Whatever it is, I really enjoyed this one. It's a world where astrology is real. People get their stars read based on their actual time of birth and whatever is forecast happens and people set a lot of store by it. Astrologers are hugely respected within society and even have their own university. Sexuality on this world is very fluid, people have heterosexual and homosexual relationships and all is normal. (Though this is not in 'any' way an explicit book.) I really, really like that approach and wish more authors of fantasy and sci-fi took it.

What else? Well, the world-building within the novel is quite stunning. It reminded me of the kind of detail Robin Hobb includes in her books. The city of Astrient with all its complications and peculiarities, its heaving, medieval, type population, it's poverty, its cramped conditions, feels so real. The authors have made it come alive in the same way that Terry Pratchett made Ankh Morpork feel like a real place. Amazing.

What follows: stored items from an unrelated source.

// SPDX-FileCopyrightText: Copyright © 2020-2024 Serpent OS Developers
//
// SPDX-License-Identifier: MPL-2.0

//! Repository overlays.
//!
//! A resource lives at `<repo>/<disambiguator>/<target path>` and
//! describes one modification of its target: a static file replaces
//! the content wholesale, a `.holoscript` filters it through an
//! executable. The disambiguator orders multiple overlays touching the
//! same target.

use std::io::{self, Write};
use std::path::{Path, PathBuf};
use std::process::{Command, ExitStatus, Stdio};

use fileimage::{FileImage, Payload};
use thiserror::Error;

#[derive(Debug, Error)]
pub enum Error {
    #[error("execution of {0:?} failed")]
    Exec(PathBuf, #[source] io::Error),

    #[error("execution of {0:?} failed: {1}")]
    Failed(PathBuf, ExitStatus),

    #[error("resource vanished during apply: {0:?}")]
    Vanished(PathBuf),

    #[error(transparent)]
    Image(#[from] fileimage::Error),
}

/// How a resource transforms the accumulator.
#[derive(Debug, Clone, Copy, PartialEq, Eq)]
pub enum Kind {
    /// Content replaces the accumulator
    Static,
    /// Executable filters the accumulator through stdin/stdout
    Script,
}

/// One file in the resource repository.
#[derive(Debug, Clone)]
pub struct Resource {
    path: PathBuf,
    disambiguator: String,
    target: PathBuf,
    kind: Kind,
}

impl Resource {
    /// Classify a repository file by its path.
    ///
    /// Returns `None` for paths directly in the repository root: the
    /// first path segment is the disambiguator and cannot double as a
    /// target. A `.holoscript` suffix selects the script kind and is
    /// stripped from the target name; every other suffix is part of
    /// the target name.
    pub fn from_path(resource_dir: &Path, path: &Path) -> Option<Resource> {
        let (kind, trimmed) = match strip_script_suffix(path) {
            Some(trimmed) => (Kind::Script, trimmed),
            None => (Kind::Static, path.to_owned()),
        };

        let rel = trimmed.strip_prefix(resource_dir).ok()?;
        let mut segments = rel.components();
        let disambiguator = segments.next()?.as_os_str().to_string_lossy().into_owned();
        let target = segments.as_path().to_owned();
        if target.as_os_str().is_empty() {
            return None;
        }

        Some(Resource {
            path: path.to_owned(),
            disambiguator,
            target,
            kind,
        })
    }

    /// Location of this resource in the repository.
    pub fn path(&self) -> &Path {
        &self.path
    }

    /// Ordering key among resources for the same target.
    pub fn disambiguator(&self) -> &str {
        &self.disambiguator
    }

    /// Path of the governed target, relative to the root.
    pub fn target(&self) -> &Path {
        &self.target
    }

    pub fn kind(&self) -> Kind {
        self.kind
    }

    /// Human-readable name of the application strategy, for scan
    /// output.
    pub fn strategy(&self) -> &'static str {
        match self.kind {
            Kind::Static => "apply",
            Kind::Script => "passthru",
        }
    }

    /// Whether applying this resource throws the accumulated content
    /// away. Lets the pipeline skip steps whose output cannot survive.
    pub fn discards_previous(&self) -> bool {
        matches!(self.kind, Kind::Static)
    }

    /// Fold this resource onto the accumulator, producing the next
    /// intermediate content. The accumulator's permission bits and
    /// ownership always carry through.
    pub fn apply_to(&self, accumulator: FileImage) -> Result<FileImage, Error> {
        match self.kind {
            Kind::Static => {
                let repo = FileImage::load(&self.path, false)?
                    .ok_or_else(|| Error::Vanished(self.path.clone()))?;
                Ok(accumulator.with_payload(repo.payload))
            }
            Kind::Script => {
                // scripts consume file contents, so symlinks must be
                // chased down first
                let resolved = accumulator.resolve_symlink()?;
                let output = self.run_script(resolved.payload.bytes())?;
                Ok(resolved.with_payload(Payload::Regular(output)))
            }
        }
    }

    /// Run the script with `input` on stdin, collecting stdout as the
    /// new content. stderr passes straight through to ours.
    fn run_script(&self, input: &[u8]) -> Result<Vec<u8>, Error> {
        let mut child = Command::new(&self.path)
            .stdin(Stdio::piped())
            .stdout(Stdio::piped())
            .stderr(Stdio::inherit())
            .spawn()
            .map_err(|error| Error::Exec(self.path.clone(), error))?;

        let stdin = child.stdin.take();
        let output = std::thread::scope(|scope| {
            if let Some(mut stdin) = stdin {
                scope.spawn(move || {
                    // a script may exit without draining stdin
                    let _ = stdin.write_all(input);
                });
            }
            child.wait_with_output()
        })
        .map_err(|error| Error::Exec(self.path.clone(), error))?;

        if !output.status.success() {
            return Err(Error::Failed(self.path.clone(), output.status));
        }
        Ok(output.stdout)
    }
}

fn strip_script_suffix(path: &Path) -> Option<PathBuf> {
    let name = path.file_name()?.to_str()?;
    let stem = name.strip_suffix(".holoscript")?;
    Some(path.with_file_name(stem))
}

The mystery element was also well done. For the first part of the book it took second place rather but that was because the authors spent time introducing the characters, letting us get to know who they were and what they were about and, of course, explaining the world in which they live. So that was fine with me, and the book got even better when they began to concentrate on where the children had disappeared to.

All in all, for me, a stonking good read. There are a couple more books and a novella and I plan to read all of them. It's so nice to discover a new series that really works for you and many thanks to byslantedlight for reccing this series to me.


Hello! Yes, keep reading!

Interesting to read your thoughts on Murder on the Links, because I don't remember being so keen on this one. Although now you mention it, I do remember the French detective :)

I am having difficulty getting into the Points books, and yet so many people I know love them. I shall try again! But honestly, I'm starting to think that I am perhaps not a great one for complicated world-building, since that is what everyone mentions about these books. Too complicated for my fairly simple head, I fear :)
Of course, I don't have huge experience of AC's novels. I liked this one but thought the three others I've read recently were better. Death in the Clouds, The Sittaford Mystery and er... the other one. ;-) Oh yes... They Came to Baghdad. But all have surpassed my expectations.

It took me about 100 pages before I realised that I really liked Point of Hopes. Now halfway through the novella, Point of Knives, and like that even more. We're all different though and they may just not be for you.